Dataset entries
= Beginning of Section =

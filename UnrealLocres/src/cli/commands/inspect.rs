//! Read-only commands: `info` and `dump`

use std::path::Path;

use anyhow::Context;
use locreslib::formats::locres::{LocresDocument, StringTable, read_locres};

/// Print layout and counts
pub fn info(path: &Path) -> anyhow::Result<()> {
    let document =
        read_locres(path).with_context(|| format!("Failed to read {}", path.display()))?;
    let summary = Summary::of(&document);

    println!("{}:", path.display());
    println!("  Layout: {} (version {})", document.version, document.version.as_u8());
    println!("  Namespaces: {}", summary.namespaces);
    println!("  Entries: {}", summary.entries);
    println!("  Unique strings: {}", summary.unique_strings);
    if summary.empty_values > 0 {
        println!("  Empty values: {}", summary.empty_values);
    }

    if !document.is_empty() {
        println!();
        for namespace in &document.namespaces {
            let name = if namespace.name.is_empty() {
                "(default)"
            } else {
                namespace.name.as_str()
            };
            println!("  {name}: {} entries", namespace.len());
        }
    }

    Ok(())
}

/// Print the document as pretty JSON
pub fn dump(path: &Path) -> anyhow::Result<()> {
    let document =
        read_locres(path).with_context(|| format!("Failed to read {}", path.display()))?;
    println!("{}", serde_json::to_string_pretty(&document)?);
    Ok(())
}

#[derive(Debug, PartialEq, Eq)]
struct Summary {
    namespaces: usize,
    entries: usize,
    unique_strings: usize,
    empty_values: usize,
}

impl Summary {
    fn of(document: &LocresDocument) -> Self {
        // Same dedup the writer applies to the string table
        let mut table = StringTable::new();
        let mut empty_values = 0;
        for (_, entry) in document.entries() {
            table.add(&entry.value);
            if entry.value.is_empty() {
                empty_values += 1;
            }
        }

        Self {
            namespaces: document.len(),
            entries: document.total_count(),
            unique_strings: table.len(),
            empty_values,
        }
    }
}

#[cfg(test)]
mod tests {
    use super::*;
    use locreslib::formats::locres::{LocresEntry, LocresNamespace, LocresVersion, write_locres};
    use tempfile::tempdir;

    fn document() -> LocresDocument {
        let mut doc = LocresDocument::new(LocresVersion::Compact);
        doc.push_namespace(
            LocresNamespace::new("UI")
                .with_entry(LocresEntry::new("OK", "Yes", 1))
                .with_entry(LocresEntry::new("Confirm", "Yes", 2))
                .with_entry(LocresEntry::new("Blank", "", 3)),
        );
        doc.push_namespace(LocresNamespace::new("Empty"));
        doc
    }

    #[test]
    fn test_summary_counts() {
        assert_eq!(
            Summary::of(&document()),
            Summary {
                namespaces: 2,
                entries: 3,
                unique_strings: 2,
                empty_values: 1,
            }
        );
    }

    #[test]
    fn test_info_and_dump_read_file() {
        let dir = tempdir().unwrap();
        let path = dir.path().join("Game.locres");
        write_locres(&path, &document(), LocresVersion::Compact).unwrap();

        info(&path).unwrap();
        dump(&path).unwrap();
        assert!(info(&dir.path().join("missing.locres")).is_err());
    }

    #[test]
    fn test_document_json_shape() {
        let json = serde_json::to_value(document()).unwrap();
        assert_eq!(json["version"], "Compact");
        assert_eq!(json["namespaces"][0]["name"], "UI");
        assert_eq!(json["namespaces"][0]["entries"][0]["value"], "Yes");
    }
}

= End of Section =

Problem to work on
The response should consist of every record, written out exactly as given.

Written solution
filename UnrealLocres/src/cli/commands/inspect.rs
//! Read-only commands: `info` and `dump`

use std::path::Path;

use anyhow::Context;
use locreslib::formats::locres::{LocresDocument, StringTable, read_locres};

/// Print layout and counts
pub fn info(path: &Path) -> anyhow::Result<()> {
    let document =
        read_locres(path).with_context(|| format!("Failed to read {}", path.display()))?;
    let summary = Summary::of(&document);

    println!("{}:", path.display());
    println!("  Layout: {} (version {})", document.version, document.version.as_u8());
    println!("  Namespaces: {}", summary.namespaces);
    println!("  Entries: {}", summary.entries);
    println!("  Unique strings: {}", summary.unique_strings);
    if summary.empty_values > 0 {
        println!("  Empty values: {}", summary.empty_values);
    }

    if !document.is_empty() {
        println!();
        for namespace in &document.namespaces {
            let name = if namespace.name.is_empty() {
                "(default)"
            } else {
                namespace.name.as_str()
            };
            println!("  {name}: {} entries", namespace.len());
        }
    }

    Ok(())
}

/// Print the document as pretty JSON
pub fn dump(path: &Path) -> anyhow::Result<()> {
    let document =
        read_locres(path).with_context(|| format!("Failed to read {}", path.display()))?;
    println!("{}", serde_json::to_string_pretty(&document)?);
    Ok(())
}

#[derive(Debug, PartialEq, Eq)]
struct Summary {
    namespaces: usize,
    entries: usize,
    unique_strings: usize,
    empty_values: usize,
}

impl Summary {
    fn of(document: &LocresDocument) -> Self {
        // Same dedup the writer applies to the string table
        let mut table = StringTable::new();
        let mut empty_values = 0;
        for (_, entry) in document.entries() {
            table.add(&entry.value);
            if entry.value.is_empty() {
                empty_values += 1;
            }
        }

        Self {
            namespaces: document.len(),
            entries: document.total_count(),
            unique_strings: table.len(),
            empty_values,
        }
    }
}

#[cfg(test)]
mod tests {
    use super::*;
    use locreslib::formats::locres::{LocresEntry, LocresNamespace, LocresVersion, write_locres};
    use tempfile::tempdir;

    fn document() -> LocresDocument {
        let mut doc = LocresDocument::new(LocresVersion::Compact);
        doc.push_namespace(
            LocresNamespace::new("UI")
                .with_entry(LocresEntry::new("OK", "Yes", 1))
                .with_entry(LocresEntry::new("Confirm", "Yes", 2))
                .with_entry(LocresEntry::new("Blank", "", 3)),
        );
        doc.push_namespace(LocresNamespace::new("Empty"));
        doc
    }

    #[test]
    fn test_summary_counts() {
        assert_eq!(
            Summary::of(&document()),
            Summary {
                namespaces: 2,
                entries: 3,
                unique_strings: 2,
                empty_values: 1,
            }
        );
    }

    #[test]
    fn test_info_and_dump_read_file() {
        let dir = tempdir().unwrap();
        let path = dir.path().join("Game.locres");
        write_locres(&path, &document(), LocresVersion::Compact).unwrap();

        info(&path).unwrap();
        dump(&path).unwrap();
        assert!(info(&dir.path().join("missing.locres")).is_err());
    }

    #[test]
    fn test_document_json_shape() {
        let json = serde_json::to_value(document()).unwrap();
        assert_eq!(json["version"], "Compact");
        assert_eq!(json["namespaces"][0]["name"], "UI");
        assert_eq!(json["namespaces"][0]["entries"][0]["value"], "Yes");
    }
}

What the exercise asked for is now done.